А до того Волынский посидел губернатором в Астрахани, где дело наладил и порядок навел, однако, как сказывали, и там обнаружил склонность к мздоимству. Царю Петру все это ох как не нравилось, но Волынский, будучи человеком изворотливым, сумел жениться на двоюродной сестре царя Александре Нарышкиной и упрочил свое положение при дворе. Что нисколько не помешало Петру Алексеевичу отходить дубинкой по спине Артемия Петровича: скор был царь на расправу. И, судя по всему, справедлив в данном случае.
Ну а главные, трагические события в жизни Артемия Волынского развернулись при Анне Иоанновне. Да такие, что наказание царевой дубинкой показалось ему детской забавой.
Гибкая спина Артемия Волынского, уже хорошо промятая царской рукою, помогала ему в дворцовых интригах и услужливо прогибалась перед всесильными иностранцами, прежде всего перед Бироном — регентом, великим временщиком, о котором уже и внуки его вспоминать не хотели, «поскольку о нем ничего хорошего сказать было нельзя». Искал Волынский расположения и других влиятельных иностранцев — Миниха и Левенвольда.

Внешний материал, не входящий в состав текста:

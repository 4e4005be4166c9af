//! Handler for history selector popup (Alt+H).

use std::collections::HashMap;

use crossterm::event::{KeyCode, KeyModifiers};
use ratatui::widgets::ListState;

use crate::core::config::Config;
use crate::core::history::{self, filter_conversations_with_content};

use super::super::app::{App, HistorySelectorState};
use super::HandleResult;

/// Action to apply after handling a history selector key.
#[derive(Debug, PartialEq, Eq)]
pub(crate) enum HistorySelectorAction {
    Close,
    Load { id: String },
    Delete { id: String },
    Rename { id: String, new_title: String },
    /// No action; keep the selector open.
    Keep,
}

fn selected_id(selector: &HistorySelectorState) -> Option<String> {
    filter_conversations_with_content(
        &selector.conversations,
        &selector.filter,
        &selector.content_cache,
    )
    .get(selector.selected_index)
    .map(|meta| meta.id.clone())
}

fn clamp_selection(selector: &mut HistorySelectorState) {
    let len = filter_conversations_with_content(
        &selector.conversations,
        &selector.filter,
        &selector.content_cache,
    )
    .len();
    selector.selected_index = selector.selected_index.min(len.saturating_sub(1));
}

fn handle_rename_key(
    key_code: KeyCode,
    key_modifiers: KeyModifiers,
    selector: &mut HistorySelectorState,
) -> HistorySelectorAction {
    match key_code {
        KeyCode::Esc => selector.renaming = None,
        KeyCode::Enter => {
            if let Some((id, new_title)) = selector.renaming.take() {
                return HistorySelectorAction::Rename { id, new_title };
            }
        }
        KeyCode::Backspace => {
            if let Some((_, ref mut input)) = selector.renaming {
                input.pop();
            }
        }
        KeyCode::Char(c) if !key_modifiers.contains(KeyModifiers::CONTROL) => {
            if let Some((_, ref mut input)) = selector.renaming {
                input.push(c);
            }
        }
        _ => {}
    }
    HistorySelectorAction::Keep
}

/// Handle key when history selector is open.
pub(crate) fn handle_history_selector_key(
    key_code: KeyCode,
    key_modifiers: KeyModifiers,
    selector: &mut HistorySelectorState,
) -> HistorySelectorAction {
    if selector.renaming.is_some() {
        return handle_rename_key(key_code, key_modifiers, selector);
    }

    let ctrl = key_modifiers.contains(KeyModifiers::CONTROL);
    match key_code {
        KeyCode::Esc => HistorySelectorAction::Close,
        KeyCode::Char('r') if ctrl => {
            if let Some(id) = selected_id(selector)
                && let Some(meta) = selector.conversations.iter().find(|c| c.id == id)
            {
                selector.renaming = Some((id, meta.title.clone()));
            }
            HistorySelectorAction::Keep
        }
        KeyCode::Delete => selected_id(selector)
            .map(|id| HistorySelectorAction::Delete { id })
            .unwrap_or(HistorySelectorAction::Keep),
        KeyCode::Char('d') if ctrl => selected_id(selector)
            .map(|id| HistorySelectorAction::Delete { id })
            .unwrap_or(HistorySelectorAction::Keep),
        KeyCode::Up => {
            selector.selected_index = selector.selected_index.saturating_sub(1);
            HistorySelectorAction::Keep
        }
        KeyCode::Down => {
            selector.selected_index += 1;
            clamp_selection(selector);
            HistorySelectorAction::Keep
        }
        KeyCode::Enter => selected_id(selector)
            .map(|id| HistorySelectorAction::Load { id })
            .unwrap_or(HistorySelectorAction::Keep),
        KeyCode::Backspace => {
            selector.filter.pop();
            clamp_selection(selector);
            HistorySelectorAction::Keep
        }
        KeyCode::Char(c) if !ctrl && !key_modifiers.contains(KeyModifiers::ALT) => {
            selector.filter.push(c);
            clamp_selection(selector);
            HistorySelectorAction::Keep
        }
        _ => HistorySelectorAction::Keep,
    }
}

/// Open the history selector. Caller must save current conversation first if dirty.
pub(crate) fn open_history_selector(config: &Config) -> HistorySelectorState {
    let (conversations, error) = match history::list_conversations(config) {
        Ok(convs) => (convs, None),
        Err(e) => {
            log::warn!("Failed to list conversations: {}", e);
            (Vec::new(), Some(e.to_string()))
        }
    };
    let content_cache: HashMap<String, String> = conversations
        .iter()
        .filter_map(|meta| {
            history::load_conversation_searchable_content(&meta.id)
                .map(|content| (meta.id.clone(), content))
        })
        .collect();
    HistorySelectorState {
        conversations,
        selected_index: 0,
        list_state: ListState::default(),
        filter: String::new(),
        renaming: None,
        error,
        content_cache,
    }
}

/// Handle key when history selector popup is open and apply the resulting action.
pub(super) fn handle_history_selector(
    key_code: KeyCode,
    modifiers: KeyModifiers,
    app: &mut App,
) -> HandleResult {
    let Some(selector) = app.history_selector.as_mut() else {
        return HandleResult::Continue;
    };
    match handle_history_selector_key(key_code, modifiers, selector) {
        HistorySelectorAction::Close => app.history_selector = None,
        HistorySelectorAction::Load { id } => match history::load_conversation(&id) {
            Some(conversation) => {
                app.load_conversation(conversation);
                app.history_selector = None;
            }
            None => selector.error = Some(format!("Could not load conversation {}", id)),
        },
        HistorySelectorAction::Delete { id } => {
            selector.error = None;
            match history::delete_conversation(&id) {
                Ok(()) => {
                    selector.conversations.retain(|c| c.id != id);
                    selector.content_cache.remove(&id);
                    clamp_selection(selector);
                    if app.conversation.id() == Some(id.as_str()) {
                        app.new_conversation();
                    }
                }
                Err(e) => selector.error = Some(format!("Delete failed: {}", e)),
            }
        }
        HistorySelectorAction::Rename { id, new_title } => {
            selector.error = None;
            match history::rename_conversation(&id, &new_title) {
                Ok(()) => {
                    if let Some(meta) = selector.conversations.iter_mut().find(|c| c.id == id) {
                        meta.title = new_title.trim().to_string();
                    }
                }
                Err(e) => selector.error = Some(format!("Rename failed: {}", e)),
            }
        }
        HistorySelectorAction::Keep => {}
    }
    HandleResult::Continue
}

Но, как говорится, всех денег не заработаешь и всем мил не будешь. Барон сначала использовал Волынского в борьбе против Остермана, а когда Волынский и сам приобрел у императрицы влияние, объединился с тем же Остерманом. Ведь единственным докладчиком императрице по делам кабинета министров стал уже Артемий Волынский.
Основательно пошатнулось положение князя в глазах Анны Иоанновны. Конечно, понимал он, кто приложил к этому руку. И вот же — опять сумел Волынский вывернуться! И как! Устроил шутовскую свадьбу князя Голицина с калмычкой Бужениновой, замечательно и документально подробно описанную Иваном Лажечниковым в «Ледяном доме», и вновь завоевал расположение императрицы. Но ненадолго. Бирон заявил Анне Иоанновне: «Либо мне быть, либо ему». Тут уж она более не колебалась.
Недруги быстро сварганили дело против Волынского. Били в самое больное место, и безошибочно: князя обвинили в незаконном присвоении казенных денег. Императрица запретила Волынскому являться ко двору и повелела начать следствие.
Удивительнейшие бумаги выплыли в ходе расследования. Волынский, оказалось, много размышлял об устройстве России, написал трактаты, которые никому не показывал: «О дружбе человеческой», «О гражданстве», «О приключающихся вредах особе государя и обще всему государству» и многое чего еще. Замышлялось не что иное, как новое устройство страны. И хотя, по мысли его, монарх оставался во главе государства, бумаги те окончательно погубили Волынского. Генеральное собрание суда постановило: «Волынскаго, яко начинателя всего того целого дела, живого посадить на кол, вырезав у него предварительно язык. Конфидентов его (соучастников) — четвертовать, затем отсечь им головы. Имения конфисковать, и двух дочерей и сына сослать в вечную ссылку».
Круто… Очень уж круто. Но в нашей традиции. Ровно через двести лет — следствие по делу Волынского началось в 1737 году — снова такой же жуткой крутизной откликнулось. Только теперь масштабы были другие.
Императрица зело смягчила приговор, повелев отсечь всем головы.